Cheikhs en confidences: Sfax en profondeur, un roman qui nous replonge dans l'atmosphère des années 50

Cheikhs en confidences: Sfax en profondeur, un roman qui  nous replonge dans l'atmosphère des années 50

Un livre haletant, entre les remparts de Sfax et la mer, à l’intérieur de la médina, dans la toute proche banlieue, au cœur de la vie des familles, du mouvement national pour l’indépendance. Monia Mouakhar Kallel dépeint, dans son livre  Cheikhs en confidences, une atmosphère pittoresque du milieu du siècle dernier, mettant en exergue des personnages d’exception, racontant avec talent des scènes d’une rare intensité. La vie dedans (les maisons, les familles, les personnes...) et dehors (la ville, la médina, Tunis, la mosquée Zitouna...), avec tous les contrastes et toutes les confrontations. Un livre qui se lit en roman photo ou mieux, un film vivant. Chaque lecteur qui a connu cette époque parvient facilement à reconnaître les personnages du roman. Les autres y retrouvent aisément l’ambiance effervescente d’une société vivant avec le dernier quart d’heure pour l’indépendance, les mutations profondes, sociales, culturelles et politiques qui les transcendent.

Universitaire, Monia Mouakhar Kallel manie avec talent le verbe et la magie des mots.
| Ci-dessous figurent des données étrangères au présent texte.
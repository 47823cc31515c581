use plasma_query::model::{
    Intent, ParsedQuery, QuantityRange, QuantityType, Strategy, TemporalConstraint,
};

#[test]
fn test_empty_query() {
    let q = ParsedQuery::empty("hello");
    assert!(q.is_empty());
    assert_eq!(q.intent, Intent::Search);
    assert_eq!(q.confidence, 0.0);
    assert_eq!(q.original_query, "hello");
    assert_eq!(q.strategy, Strategy::Deterministic);
}

#[test]
fn test_add_keyword_dedupes() {
    let mut q = ParsedQuery::empty("");
    q.add_keyword("Tokamak");
    q.add_keyword("tokamak");
    q.add_keyword("  ");
    q.add_keyword("ITER");
    assert_eq!(q.keywords, vec!["Tokamak", "ITER"]);
    assert!(!q.is_empty());
}

#[test]
fn test_range_infinite_bound_is_dropped() {
    let r = QuantityRange::new(QuantityType::Temperature, Some(f64::INFINITY), Some(5.0), "keV")
        .unwrap();
    assert_eq!(r.min_value(), None);
    assert_eq!(r.max_value(), Some(5.0));
    assert!(!r.is_closed());
}

#[test]
fn test_json_shape() {
    let mut q = ParsedQuery::empty("temperature above 10 keV");
    q.add_range(QuantityRange::new(QuantityType::Temperature, Some(10.0), None, "keV").unwrap());
    q.temporal_constraint = Some(TemporalConstraint::Year(2021));
    q.set_confidence(0.5);

    let value = serde_json::to_value(&q).unwrap();
    assert_eq!(value["intent"], "search");
    assert_eq!(value["temporal_constraint"], "2021");
    assert_eq!(value["strategy"], "deterministic");
    let range = &value["parameters"]["temperature"];
    assert_eq!(range["type"], "temperature");
    assert_eq!(range["min_value"], 10.0);
    assert!(range["max_value"].is_null());
    assert_eq!(range["unit"], "keV");
    assert_eq!(range["normalized_min"], 10.0);
    assert!(value.get("raw_response").is_none());
}

#[test]
fn test_json_round_trip_recomputes_normalized() {
    let json = r#"{
        "intent": "statistics",
        "parameters": {
            "density": {"type": "density", "min_value": 1e13, "max_value": null, "unit": "cm^-3", "normalized_min": 42.0}
        },
        "keywords": ["stellarator"],
        "temporal_constraint": "recent",
        "confidence": 0.7,
        "original_query": "q"
    }"#;
    let q: ParsedQuery = serde_json::from_str(json).unwrap();
    assert_eq!(q.intent, Intent::Statistics);
    assert_eq!(q.temporal_constraint, Some(TemporalConstraint::Recent));
    assert_eq!(q.strategy, Strategy::Deterministic);
    let density = q.range(QuantityType::Density).unwrap();
    assert_eq!(density.normalized_min(), Some(1e19));
}

#[test]
fn test_json_rejects_boundless_range() {
    let json = r#"{
        "intent": "search",
        "parameters": {"density": {"type": "density", "unit": "m^-3"}},
        "keywords": [],
        "temporal_constraint": null,
        "confidence": 0.1,
        "original_query": "q"
    }"#;
    assert!(serde_json::from_str::<ParsedQuery>(json).is_err());
}

#[test]
fn test_json_rejects_bad_temporal() {
    let json = r#"{
        "intent": "search",
        "parameters": {},
        "keywords": [],
        "temporal_constraint": "yesterday",
        "confidence": 0.1,
        "original_query": "q"
    }"#;
    assert!(serde_json::from_str::<ParsedQuery>(json).is_err());
}

#[test]
fn test_intent_names() {
    assert_eq!(Intent::from_name("Stats"), Some(Intent::Statistics));
    assert_eq!(Intent::from_name("comparison"), Some(Intent::Compare));
    assert_eq!(Intent::from_name("summarize"), None);
    assert_eq!(Intent::Compare.name(), "compare");
}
Ses images sont denses, expressives, son récit est attachant, et sa romance est savoureuse, même en décrivant des scènes très animées.    

«Un récit aveu»

Dans une note de lecture, Arslene Ben Farhat, écrit : «Ce magnifique roman est une belle œuvre qui établit un jeu d’échos entre un passé marqué par le présent et un présent contaminé par le passé. Mais aussi entre la voix d’un conservateur qui pense avoir tout compris de la vie et la voix d’un progressiste en quête du sens de la vie, entre une ville ancrée dans l’histoire d’une famille, d’un peuple et un pays à la recherche de son identité.»

Si «Cheikh est en confidences», c’est qu’il a été déstabilisé par son double, qu’il a commencé à enlever son lourd habit de cheikh, qu’il a entamé son douloureux affranchissement des chaînes des traditions héritées du passé et qu’il est en train de nous faire assister au beau spectacle de sa libération dans et par «un récit aveu».

Cheikh en confidences est une tentative de comprendre pourquoi la Tunisie progressiste d’aujourd’hui est toujours hantée par la Tunisie conservatrice du «passé-présent» et pourquoi il est nécessaire d’établir un dialogue entre ces deux «Tunisie» afin de surmonter nos clivages et nos différences et d’assurer l’unité de notre pays, l’unité de notre Moi collectif habité par un passé impossible à refouler ou à extirper.

Cheikh en confidences
De Monia Mouakhar Kallel
Editions Arabesques, 2020

Bonnes feuilles

«Deux zitouniens, deux générations, le vieux et le jeune, le maître et le disciple, et une puissante amitié qui s’est tissée au fils des années et des expériences. Née au hasard de l’Histoire, la relation triompha même de l’inéluctable faucheuse…La voix tue du vieux cheikh restera intacte dans la mémoire de son ami, orientera sa pensée, et ses décisions.»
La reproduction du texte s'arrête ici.